The above is pretty simple. Now look at the GTB with a brushed setup . The GTB takes more wires to work with brushed.


----------



## kevinm (Jan 16, 2002)

Now if we could convince Deans to make a 3-pin connector....


I also just noticed that the Reedy Neo One motor consistantly has more torque and less RPMs than the Novak 5.5, which makes me think the Reedy is really a 6.5 turn, not a 5.5 as reported in at least one magazine. (I've never seen Reedy make a statement anywhere about the number of turns.)


----------



## DynoMoHum (Sep 25, 2001)

I guess I didn't look at the 6.9volt numbers that closely.... There is a bigger differance then I first thought there was... 

My original comments were based largely on the differance between the SS and the GTB ... With the 5800 motor, there is a 10% gain between the SS and the GTB at 4.6 volts - 40 amps. If I'm not mistaken, that's a bigger percentage gain then you see at 6.9 volts between these two controlers with that motor. (I see a maximum differance at 6.9 volts of about 7%).
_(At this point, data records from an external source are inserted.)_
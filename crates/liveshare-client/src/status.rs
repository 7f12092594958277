//! Merged room view

use liveshare_core::{ConnectionId, FieldUpdate, Group, PositionState, StatusSnapshot};
use parking_lot::RwLock;

/// `{group, connections}` as last reported by the relay, plus updates
/// received since
#[derive(Debug, Default)]
pub struct StatusAggregator {
    inner: RwLock<StatusSnapshot>,
}

impl StatusAggregator {
    pub fn new() -> Self {
        Self::default()
    }

    /// Replace the whole view with a fresh status response
    pub fn replace(&self, snapshot: StatusSnapshot) {
        *self.inner.write() = snapshot;
    }

    /// Merge one field for a sender, creating its entry if needed
    pub fn apply_update(&self, steam_id: &str, update: &FieldUpdate) {
        let mut inner = self.inner.write();
        inner
            .group
            .entry(steam_id.to_string())
            .or_insert_with(|| PositionState::new(steam_id, None))
            .apply(update);
    }

    pub fn remove_connection(&self, connection_id: &str) {
        self.inner.write().connections.retain(|c| c != connection_id);
    }

    pub fn clear(&self) {
        *self.inner.write() = StatusSnapshot::default();
    }

    pub fn snapshot(&self) -> StatusSnapshot {
        self.inner.read().clone()
    }

    pub fn group(&self) -> Group {
        self.inner.read().group.clone()
    }

    pub fn connections(&self) -> Vec<ConnectionId> {
        self.inner.read().connections.clone()
    }

    pub fn is_empty(&self) -> bool {
        let inner = self.inner.read();
        inner.group.is_empty() && inner.connections.is_empty()
    }
}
Ah, but you'll never see much differance on the track... or so I'm told.


----------



## AJS (Mar 21, 2002)

Very interesting information KevinM, thanks, now the question is what the average amp draw be for 4300 4-cell on Oval, because it appear that the higher the amp draw the bigger the difference. 
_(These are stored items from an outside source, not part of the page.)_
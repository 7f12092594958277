//! Sharing state machine
//!
//! Pure transition logic: every transport callback and user action maps to
//! exactly one [`Signal`], and each transition yields the [`Effect`]s the
//! manager must carry out. No I/O happens here.

use crate::notify::Notice;

#[derive(Debug, Clone, Copy, PartialEq, Eq, Default)]
pub enum ShareState {
    #[default]
    Idle,
    Connecting,
    /// Relay link is up; waiting for the first status snapshot
    Connected,
    Sharing,
    Reconnecting {
        attempt: u32,
    },
    Closed,
}

impl ShareState {
    /// A share is in progress (including while reconnecting)
    pub fn is_active(&self) -> bool {
        !matches!(self, ShareState::Idle | ShareState::Closed)
    }

    /// The relay link is currently usable
    pub fn is_linked(&self) -> bool {
        matches!(self, ShareState::Connected | ShareState::Sharing)
    }
}

#[derive(Debug, Clone, PartialEq, Eq)]
pub enum Signal {
    /// User asked to start sharing
    Start,
    /// First relay connection opened
    Open,
    /// A status snapshot was merged
    StatusSeeded,
    /// Transport is trying to restore a lost link
    ReconnectAttempt(u32),
    /// Link restored
    Reconnect,
    /// Automatic attempts exhausted (or the manual retry failed)
    ReconnectFailed,
    /// Share cancelled by the host (account fields lost, shutdown)
    Disconnect,
    /// User stopped sharing
    Stop,
}

#[derive(Debug, Clone, PartialEq, Eq)]
pub enum Effect {
    /// Push local fields and call `status`
    RequestStatus,
    Notify(Notice),
    /// Issue a single manual connection attempt
    ManualRetry,
}

/// Connection state plus the one-shot manual retry budget
#[derive(Debug, Default)]
pub struct ShareMachine {
    state: ShareState,
    manual_retry_used: bool,
}

impl ShareMachine {
    pub fn new() -> Self {
        Self::default()
    }

    pub fn state(&self) -> ShareState {
        self.state
    }

    pub fn handle(&mut self, signal: Signal) -> Vec<Effect> {
        use ShareState::*;

        match (self.state, signal) {
            (Idle | Closed, Signal::Start) => {
                self.state = Connecting;
                self.manual_retry_used = false;
                vec![]
            }
            (Connecting, Signal::Open) => {
                self.state = Connected;
                vec![
                    Effect::Notify(Notice::info("Sharing live status")),
                    Effect::RequestStatus,
                ]
            }
            (Connected | Sharing, Signal::StatusSeeded) => {
                self.state = Sharing;
                vec![]
            }
            (Connecting | Connected | Sharing, Signal::ReconnectAttempt(attempt)) => {
                self.state = Reconnecting { attempt };
                vec![Effect::Notify(Notice::warning("Connection lost, reconnecting"))]
            }
            (Reconnecting { .. }, Signal::ReconnectAttempt(attempt)) => {
                self.state = Reconnecting { attempt };
                vec![]
            }
            (Reconnecting { .. }, Signal::Reconnect) => {
                self.state = Connected;
                self.manual_retry_used = false;
                vec![
                    Effect::Notify(Notice::info("Sharing live status")),
                    Effect::RequestStatus,
                ]
            }
            (Connecting | Connected | Sharing | Reconnecting { .. }, Signal::ReconnectFailed) => {
                // Without automatic attempts the link goes straight from up to failed
                if !matches!(self.state, Reconnecting { .. }) {
                    self.state = Reconnecting { attempt: 0 };
                }
                let mut effects = vec![Effect::Notify(Notice::error("Reconnection failed"))];
                if !self.manual_retry_used {
                    self.manual_retry_used = true;
                    effects.push(Effect::ManualRetry);
                }
                effects
            }
            (Idle | Closed, Signal::Stop | Signal::Disconnect) => {
                self.state = if self.state == Closed { Closed } else { Idle };
                vec![]
            }
            (_, Signal::Stop) => {
                self.state = Idle;
                vec![Effect::Notify(Notice::info("Stop sharing live status"))]
            }
            (_, Signal::Disconnect) => {
                self.state = Closed;
                vec![Effect::Notify(Notice::info("Stop sharing live status"))]
            }
            // Anything else is a stale callback; ignore it
            _ => vec![],
        }
    }
}
//! Liveshare Transport Layer
//!
//! Transport traits shared by the relay and its clients, plus the WebSocket
//! implementation used for the relay channel.

pub mod error;
pub mod traits;

#[cfg(feature = "websocket")]
pub mod websocket;

pub use error::{Result, TransportError};
pub use traits::{Transport, TransportEvent, TransportReceiver, TransportSender, TransportServer};

#[cfg(feature = "websocket")]
pub use websocket::{WebSocketConfig, WebSocketServer, WebSocketTransport};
I know that there is a formula, but I don't have it.

Thanks.


----------



## DynoMoHum (Sep 25, 2001)

Last year in 4 cell carpet oval on a flat snowbirds size track, we averaged at least 30 amps, maybe a little higher. Very simmilar to what we were averaging with brushed 19 turn motors.


----------



## rcavenger (Aug 28, 2002)

AJS....(runtime of given pack at 'X' amp rate - Runtime left in given pack at 'X' amp rate)/number of seconds in race. Take that ratio, and multiply it times the 'X' amp rate used on the pack...I.E. (400 second pack @ 30 amps - 50 seconds left after race @ 30 amps)/ 300 seconds (5 min race) = 1.167 ratio. Then take that ratio times 30 amps = 35 amps average draw...scary stuff at times


----------



## kevinm (Jan 16, 2002)

I think a better way to estimate real-world amps would be to calculate your average motor RPMs (based on track length, rollout, and lap times), then find where this falls in the the dyno data curves. I don't think battery capacity is reliable enough use. I just tried testing a couple stock motors on the dyno, and it couldn't make them draw 35 amps at 4.6 volts.


----------



## DynoMoHum (Sep 25, 2001)

I think the reason you can't draw more then 35 amps at 4.6 volts on your dyno, is a limitation of your dyno and/or slave motor... not the test motor.


----------



## Fred B (Sep 26, 2001)

I just checked back on my old logger data from 12th scale stock and it shows that our motors regularly draw 50 amps coming off the corners (as high as 60). On the track these spikes Jump up and taper off over about a half second or so. Kinda looks like a saw tooth.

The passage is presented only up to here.